Bir an, bir kızım Mary tarafından okunan bir şiir, okunması çok kolay, beni özlüyorum nokta. Bu ritüel ve beraberlik ve ham duyguların anları reddetmek değildir, aksine, onlar yaşamdır. Değerli olmak zorundalar. "Messenger" da yazıyor:

İşim dünyayı sevmek ...

Botlarım yaşlı mı? Ceketim yırtılmış mı?

Artık genç değil miyim ve hala mükemmel değil miyim? İzin ver

aklımdan geçenler hakkında

bu benim işim

hangi çoğunlukla ayakta duruyor ve olmayı öğreniyor

hayret.

Phoebe, delphinium.

Meradaki koyunlar ve meralar.

Bütün malzemeler burada olduğu için çoğunlukla sevindirici olan

akıl ve yürek verilecek şükran

ve bu vücut kıyafetleri,

sevinç sesleri veren bir ağız

"İş" kelimesi bu parçada çok tutuklayıcıdır.

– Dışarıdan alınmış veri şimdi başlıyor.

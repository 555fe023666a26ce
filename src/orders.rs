//! Order Lifecycle Manager
//! Mission: Place and cancel stakes without ever locking or releasing funds twice
//!
//! Both operations run as one unit of work: every precondition is checked against the
//! state the write will see, and any failure leaves no trace.

use crate::error::{LedgerError, LedgerResult};
use crate::ledger::{EntryLink, LedgerStore};
use crate::markets::market_status;
use crate::models::{
    validate_money, validate_page, Actor, Order, OrderStatus, Outcome, Page, MINOR_UNIT,
};
use rust_decimal::Decimal;
use serde::Deserialize;
use tracing::{info, warn};
use uuid::Uuid;

#[derive(Debug, Clone, Deserialize)]
#[serde(rename_all = "camelCase")]
pub struct PlaceStake {
    pub market_id: Uuid,
    pub wallet_id: Uuid,
    pub amount: Decimal,
    pub outcome: Outcome,
}

#[derive(Clone)]
pub struct OrderLifecycleManager {
    store: LedgerStore,
}

impl OrderLifecycleManager {
    pub fn new(store: LedgerStore) -> Self {
        Self { store }
    }

    /// Lock `amount` in the actor's wallet and record a `locked` order.
    ///
    /// Checked in order: market exists, market is open, wallet exists and belongs to the
    /// actor, available funds cover the stake.
    pub fn place_stake(&self, actor: &Actor, request: PlaceStake) -> LedgerResult<Order> {
        let amount = validate_money("amount", request.amount, MINOR_UNIT)?;

        let result = self.store.unit_of_work(|uow| {
            if !market_status(uow, request.market_id)?.accepts_stakes() {
                return Err(LedgerError::MarketNotOpen);
            }

            let wallet = uow
                .find_wallet(request.wallet_id)?
                .filter(|w| w.user_id == actor.user_id)
                .ok_or(LedgerError::WalletNotFound)?;

            let now = uow.now();
            let order = Order {
                id: Uuid::new_v4(),
                market_id: request.market_id,
                user_id: actor.user_id,
                wallet_id: wallet.id,
                currency: wallet.currency,
                amount,
                outcome: request.outcome,
                status: OrderStatus::Locked,
                payout: None,
                created_at: now,
                updated_at: now,
            };

            uow.lock_funds(wallet.id, amount, EntryLink::order(&order))?;
            uow.insert_order(&order)?;
            Ok(order)
        });

        match &result {
            Ok(order) => info!(
                order_id = %order.id,
                market_id = %order.market_id,
                wallet_id = %order.wallet_id,
                amount = %order.amount,
                outcome = %order.outcome,
                "Stake placed"
            ),
            Err(e) => warn!(
                market_id = %request.market_id,
                wallet_id = %request.wallet_id,
                amount = %amount,
                error = %e,
                "Stake rejected"
            ),
        }
        result
    }

    /// Cancel a `locked` stake and release its funds.
    ///
    /// The status flip is conditional on `locked`; a cancel that loses to settlement (or
    /// to another cancel) gets `Conflict` and moves no money.
    pub fn cancel_stake(&self, actor: &Actor, order_id: Uuid) -> LedgerResult<Order> {
        let result = self.store.unit_of_work(|uow| {
            let order = uow
                .find_order(order_id)?
                .filter(|o| o.user_id == actor.user_id)
                .ok_or(LedgerError::OrderNotFound)?;

            if order.status != OrderStatus::Locked {
                return Err(LedgerError::Conflict {
                    order_id,
                    current: order.status,
                });
            }
            if !market_status(uow, order.market_id)?.accepts_stakes() {
                return Err(LedgerError::MarketNotOpen);
            }

            let cancelled =
                uow.set_order_status(order_id, OrderStatus::Locked, OrderStatus::Cancelled, None)?;
            uow.unlock_funds(order.wallet_id, order.amount, EntryLink::order(&order))?;
            Ok(cancelled)
        });

        match &result {
            Ok(order) => info!(
                order_id = %order.id,
                wallet_id = %order.wallet_id,
                amount = %order.amount,
                "Stake cancelled"
            ),
            Err(e) => warn!(order_id = %order_id, error = %e, "Cancel rejected"),
        }
        result
    }

    /// Someone else's order is reported as missing.
    pub fn order(&self, actor: &Actor, order_id: Uuid) -> LedgerResult<Order> {
        self.store.read(|uow| {
            uow.find_order(order_id)?
                .filter(|o| o.user_id == actor.user_id)
                .ok_or(LedgerError::OrderNotFound)
        })
    }

    /// The actor's orders, newest first, optionally for one market.
    pub fn orders(
        &self,
        actor: &Actor,
        market_id: Option<Uuid>,
        page: u32,
        page_size: u32,
    ) -> LedgerResult<Page<Order>> {
        validate_page(page, page_size)?;
        let offset = (page - 1).saturating_mul(page_size);

        self.store.read(|uow| {
            let items = uow.orders_for_user(actor.user_id, market_id, page_size, offset)?;
            let total = uow.count_orders_for_user(actor.user_id, market_id)?;
            Ok(Page::new(items, page, page_size, total))
        })
    }
}
//! Market endpoints. Mutations require the admin role.

use super::error::{blocking, ApiError};
use super::routes::AppState;
use crate::ledger::MarketQuery;
use crate::markets::NewMarket;
use crate::models::{Actor, Market, MarketStatus, Outcome, Page};
use crate::settlement::SettlementReport;
use axum::{
    extract::{
        rejection::{JsonRejection, PathRejection, QueryRejection},
        Path, Query, State,
    },
    http::StatusCode,
    Extension, Json,
};
use serde::Deserialize;
use uuid::Uuid;

#[derive(Debug, Deserialize)]
#[serde(rename_all = "camelCase")]
pub struct MarketListQuery {
    pub category: Option<String>,
    pub status: Option<MarketStatus>,
    pub page: Option<u32>,
    pub page_size: Option<u32>,
}

impl MarketListQuery {
    fn into_query(self) -> MarketQuery {
        let defaults = MarketQuery::default();
        MarketQuery {
            category: self.category,
            status: self.status,
            page: self.page.unwrap_or(defaults.page),
            page_size: self.page_size.unwrap_or(defaults.page_size),
        }
    }
}

#[derive(Debug, Deserialize)]
#[serde(rename_all = "camelCase")]
pub struct SettleRequest {
    pub winning_outcome: Outcome,
}

/// POST /api/markets
pub async fn create_market(
    State(state): State<AppState>,
    Extension(actor): Extension<Actor>,
    body: Result<Json<NewMarket>, JsonRejection>,
) -> Result<(StatusCode, Json<Market>), ApiError> {
    let Json(request) = body?;
    let markets = state.markets.clone();
    let market = blocking(move || markets.create(&actor, request)).await?;
    Ok((StatusCode::CREATED, Json(market)))
}

/// GET /api/markets?category=&status=&page=&pageSize=
pub async fn list_markets(
    State(state): State<AppState>,
    query: Result<Query<MarketListQuery>, QueryRejection>,
) -> Result<Json<Page<Market>>, ApiError> {
    let Query(query) = query?;
    let markets = state.markets.clone();
    Ok(Json(blocking(move || markets.list(query.into_query())).await?))
}

/// GET /api/markets/:id
pub async fn get_market(
    State(state): State<AppState>,
    path: Result<Path<Uuid>, PathRejection>,
) -> Result<Json<Market>, ApiError> {
    let Path(market_id) = path?;
    let markets = state.markets.clone();
    Ok(Json(blocking(move || markets.get(market_id)).await?))
}

/// POST /api/markets/:id/close
pub async fn close_market(
    State(state): State<AppState>,
    Extension(actor): Extension<Actor>,
    path: Result<Path<Uuid>, PathRejection>,
) -> Result<Json<Market>, ApiError> {
    let Path(market_id) = path?;
    let markets = state.markets.clone();
    Ok(Json(blocking(move || markets.close(&actor, market_id)).await?))
}

/// POST /api/markets/:id/settle
pub async fn settle_market(
    State(state): State<AppState>,
    Extension(actor): Extension<Actor>,
    path: Result<Path<Uuid>, PathRejection>,
    body: Result<Json<SettleRequest>, JsonRejection>,
) -> Result<Json<SettlementReport>, ApiError> {
    let Path(market_id) = path?;
    let Json(request) = body?;
    let engine = state.settlement.clone();
    let report =
        blocking(move || engine.settle(&actor, market_id, request.winning_outcome)).await?;
    Ok(Json(report))
}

Çalışmadığımı iddia etmek için çok hızlıyım; Benim bir işim yok. Anne olmanın yoğunluğunu ve önemini tam olarak kabul ediyorum ve yine de bir şekilde bunu amacım olarak iddia edemiyorum. Bu yeterli değil gibi görünüyor. Oysa burada, Mary Oliver cesaretle işinin sevdiğini, durmadan ayakta kaldığını, şaşkın olduğunu iddia ediyor. Bunu iddia ettiği gücü okurken ikna oldum. Çalışmalarını, gözlem ve kutlama çalışmalarını tüketmenin, dünyadaki en önemli çalışma olduğuna ikna oldum. Yapması arasında yaptığı şey değil.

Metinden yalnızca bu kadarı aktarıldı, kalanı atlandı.